USA TODAY US Edition

Water parasite outbreaks rise

CDC: People getting sick after swallowing pool, water park water

- Kim Painter @KimPainter Special for USA TODAY

Some icky news just in time for pool season: Reports of diarrhea outbreaks linked to parasites that cause cryptospor­idiosis in pools and water parks increased at least twofold in two years, federal health officials reported Thursday.

The cryptospor­idium parasite, called crypto for short and spread through human feces, caused at least 32 outbreaks in 24 states in 2016, compared with 16 nationwide in 2014, according to the Centers for Disease Control and Prevention. Final numbers for 2016, along with 2015 numbers, will come in a later report, but “we expect them to go up,” said Michele Hlavsa, head of the CDC’s healthy swimming program.

The increase may be linked to better reporting, but it’s possible the problem is becoming more common, Hlavsa said.

Total cases reported to the CDC increased from about one in 100,000 in the early 1990s to about four in 100,000 in recent years, she said. That means an average of 8,000 people a year suffer through up to three weeks of watery diarrhea, stomach cramps, nausea and vomiting — most often because they swallowed contaminat­ed pool water.

Big outbreaks in 2016 included one in Arizona that sickened an entire Little League team and a cluster in Ohio that started in a water park and spread to nearby pools, contributi­ng to nearly 2,000 cases statewide, adding to details published in the CDC’s Morbidity and Mortality Weekly Report.

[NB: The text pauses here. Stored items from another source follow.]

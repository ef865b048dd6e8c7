//! Test definitions and the concrete cases they expand into.

use std::fmt;
use std::sync::Arc;

use crate::error::{HarnessError, HarnessResult};
use crate::fixture::Fixtures;
use crate::identity::TestIdentity;
use crate::marker::{Marker, Markers};
use crate::param::{parametrize, Param, ParamSet};

/// Shared test body.
pub type TestFn = Arc<dyn Fn(&mut Fixtures) -> anyhow::Result<()> + Send + Sync>;

/// A logical test: one body, its markers and the parameters it declares.
///
/// # Example
///
/// ```
/// use axon_testing::{Marker, Param, TestDef, TestIdentity};
///
/// let def = TestDef::new(TestIdentity::new("tests/rates.rs", "test_rates"), |fx| {
///     let _model = fx.nl()?;
///     Ok(())
/// })
/// .param(Param::NeuronModel)
/// .mark(Marker::Benchmark);
///
/// let cases = def.expand().unwrap();
/// assert_eq!(cases.len(), 3);
/// assert_eq!(cases[0].id(), "test_rates[LIF]");
/// ```
#[derive(Clone)]
pub struct TestDef {
    identity: TestIdentity,
    markers: Markers,
    params: Vec<Param>,
    body: TestFn,
}

impl TestDef {
    /// Define a test with no markers and no parameters.
    pub fn new<F>(identity: TestIdentity, body: F) -> Self
    where
        F: Fn(&mut Fixtures) -> anyhow::Result<()> + Send + Sync + 'static,
    {
        Self {
            identity,
            markers: Markers::empty(),
            params: Vec::new(),
            body: Arc::new(body),
        }
    }

    /// Attach a category marker.
    #[must_use]
    pub fn mark(mut self, marker: Marker) -> Self {
        self.markers |= marker.flag();
        self
    }

    /// Declare a parameter to fan out over.
    #[must_use]
    pub fn param(mut self, param: Param) -> Self {
        self.params.push(param);
        self
    }

    /// Identity of the definition.
    #[must_use]
    pub fn identity(&self) -> &TestIdentity {
        &self.identity
    }

    /// Attached markers.
    #[must_use]
    pub fn markers(&self) -> Markers {
        self.markers
    }

    /// Declared parameters, in declaration order.
    #[must_use]
    pub fn params(&self) -> &[Param] {
        &self.params
    }

    /// Expand into one [`TestCase`] per parameter combination.
    ///
    /// # Errors
    ///
    /// Returns [`HarnessError::DuplicateParam`] if a parameter is declared twice.
    pub fn expand(&self) -> HarnessResult<Vec<TestCase>> {
        for (i, param) in self.params.iter().enumerate() {
            if self.params[..i].contains(param) {
                return Err(HarnessError::DuplicateParam {
                    test: self.identity.name().to_owned(),
                    param: *param,
                });
            }
        }

        Ok(parametrize(&self.params)
            .into_iter()
            .map(|params| TestCase {
                id: format!("{}{}", self.identity.name(), params.id_suffix()),
                identity: self.identity.clone(),
                markers: self.markers,
                params,
                body: Arc::clone(&self.body),
            })
            .collect())
    }
}

impl fmt::Debug for TestDef {
    fn fmt(&self, f: &mut fmt::Formatter<'_>) -> fmt::Result {
        f.debug_struct("TestDef")
            .field("identity", &self.identity)
            .field("markers", &self.markers)
            .field("params", &self.params)
            .finish_non_exhaustive()
    }
}

/// One concrete, independently reported invocation of a [`TestDef`].
#[derive(Clone)]
pub struct TestCase {
    id: String,
    identity: TestIdentity,
    markers: Markers,
    params: ParamSet,
    body: TestFn,
}

impl TestCase {
    /// Case id: the test name plus a parameter suffix such as `[LIF]`.
    #[must_use]
    pub fn id(&self) -> &str {
        &self.id
    }

    /// Identity of the originating definition.
    #[must_use]
    pub fn identity(&self) -> &TestIdentity {
        &self.identity
    }

    /// Markers inherited from the definition.
    #[must_use]
    pub fn markers(&self) -> Markers {
        self.markers
    }

    /// Parameter values bound for this case.
    #[must_use]
    pub fn params(&self) -> &ParamSet {
        &self.params
    }

    pub(crate) fn body(&self) -> &TestFn {
        &self.body
    }
}

impl fmt::Debug for TestCase {
    fn fmt(&self, f: &mut fmt::Formatter<'_>) -> fmt::Result {
        f.debug_struct("TestCase")
            .field("id", &self.id)
            .field("markers", &self.markers)
            .field("params", &self.params)
            .finish_non_exhaustive()
    }
}

/// Build a [`TestDef`] from a test function in the calling file.
///
/// ```
/// use axon_testing::{test_def, Fixtures};
///
/// fn test_seeded(fx: &mut Fixtures) -> anyhow::Result<()> {
///     anyhow::ensure!(fx.seed() < axon_testing::MAX_SEED);
///     Ok(())
/// }
///
/// let def = test_def!(test_seeded);
/// assert_eq!(def.identity().name(), "test_seeded");
/// ```
#[macro_export]
macro_rules! test_def {
    ($name:ident) => {
        $crate::TestDef::new($crate::identity!($name), $name)
    };
}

Don’t be too quick to blame pool operators, Hlavsa said.

Unlike other bugs that sometimes spread in pools, crypto is not quickly killed by chlorine. It can survive for up to 10 days, even in well-treated pools.

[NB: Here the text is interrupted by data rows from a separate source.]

//! Test helper functions for building harnesses and networks.

use std::sync::{Arc, Mutex};

use axon::{Network, NeuronType, Population};

use crate::case::TestDef;
use crate::config::HarnessConfig;
use crate::harness::Harness;
use crate::identity::TestIdentity;
use crate::options::HarnessOptions;

/// Identity in this test module.
pub fn id(name: &str) -> TestIdentity {
    TestIdentity::new("src/tests/helpers.rs", name)
}

/// A harness with the default plugin and the given tests.
pub fn harness(options: HarnessOptions, defs: impl IntoIterator<Item = TestDef>) -> Harness {
    let mut config = HarnessConfig::with_defaults();
    for def in defs {
        config.add_test(def);
    }
    Harness::new(config, options)
}

/// Options with each category flag set explicitly.
pub fn options(benchmarks: bool, noexamples: bool, optional: bool) -> HarnessOptions {
    HarnessOptions {
        benchmarks,
        noexamples,
        optional,
        ..HarnessOptions::default()
    }
}

/// A test that always passes.
pub fn passing(name: &str) -> TestDef {
    TestDef::new(id(name), |_| Ok(()))
}

/// Shared log the test bodies append to, for checking what actually ran.
#[derive(Debug, Clone, Default)]
pub struct RunLog(Arc<Mutex<Vec<String>>>);

impl RunLog {
    pub fn record(&self, entry: impl Into<String>) {
        self.0.lock().unwrap().push(entry.into());
    }

    pub fn entries(&self) -> Vec<String> {
        self.0.lock().unwrap().clone()
    }
}

/// One population of `n` neurons of the given model.
pub fn single_population(neuron_type: NeuronType, n: usize, input: f64) -> Network {
    let mut net = Network::new();
    net.add(Population::new("ens", neuron_type, n).with_input(input));
    net
}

As a result, crypto is the leading cause of illness linked to swimming facilities.

“This is a really tough bug to kill once it gets in the water,” Hlavsa said.

When an outbreak is detected, operators have to close their pools and treat them with levels of chlorine that would not be safe for swimmers.

How does the bug get in the water? It hitches a ride in poop — which is found in a high number of pools, at least half, according to a previous CDC study. A lot of that excrement comes off the bottoms of kids under age 5. One study suggested a park pool with 1,000 unwashed preschoole­rs could contain 22 pounds of fecal matter, Hlavsa said.